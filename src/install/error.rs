use std::path::PathBuf;

use thiserror::Error;

use crate::version::identifier::ReleaseLine;

#[derive(Debug, Error)]
pub enum InstallError {
    #[error("Failed to launch installer {path:?}: {source}")]
    Launch {
        path: PathBuf,
        #[source]
        source: std::io::Error,
    },

    #[error("Installer exited with code {code:?}\nstdout: {stdout}\nstderr: {stderr}")]
    Failed {
        code: Option<i32>,
        stdout: String,
        stderr: String,
    },

    #[error("Python {0} is not installed")]
    NotInstalled(ReleaseLine),

    #[error("Running the Python installer is only supported on Windows")]
    UnsupportedPlatform,
}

-=-=-=-=-

*Problem to work on:* Retype every line of the listing above exactly as given.

*Exercise result:*
filename src/install/error.rs
use std::path::PathBuf;

use thiserror::Error;

use crate::version::identifier::ReleaseLine;

#[derive(Debug, Error)]
pub enum InstallError {
    #[error("Failed to launch installer {path:?}: {source}")]
    Launch {
        path: PathBuf,
        #[source]
        source: std::io::Error,
    },

    #[error("Installer exited with code {code:?}\nstdout: {stdout}\nstderr: {stderr}")]
    Failed {
        code: Option<i32>,
        stdout: String,
        stderr: String,
    },

    #[error("Python {0} is not installed")]
    NotInstalled(ReleaseLine),

    #[error("Running the Python installer is only supported on Windows")]
    UnsupportedPlatform,
}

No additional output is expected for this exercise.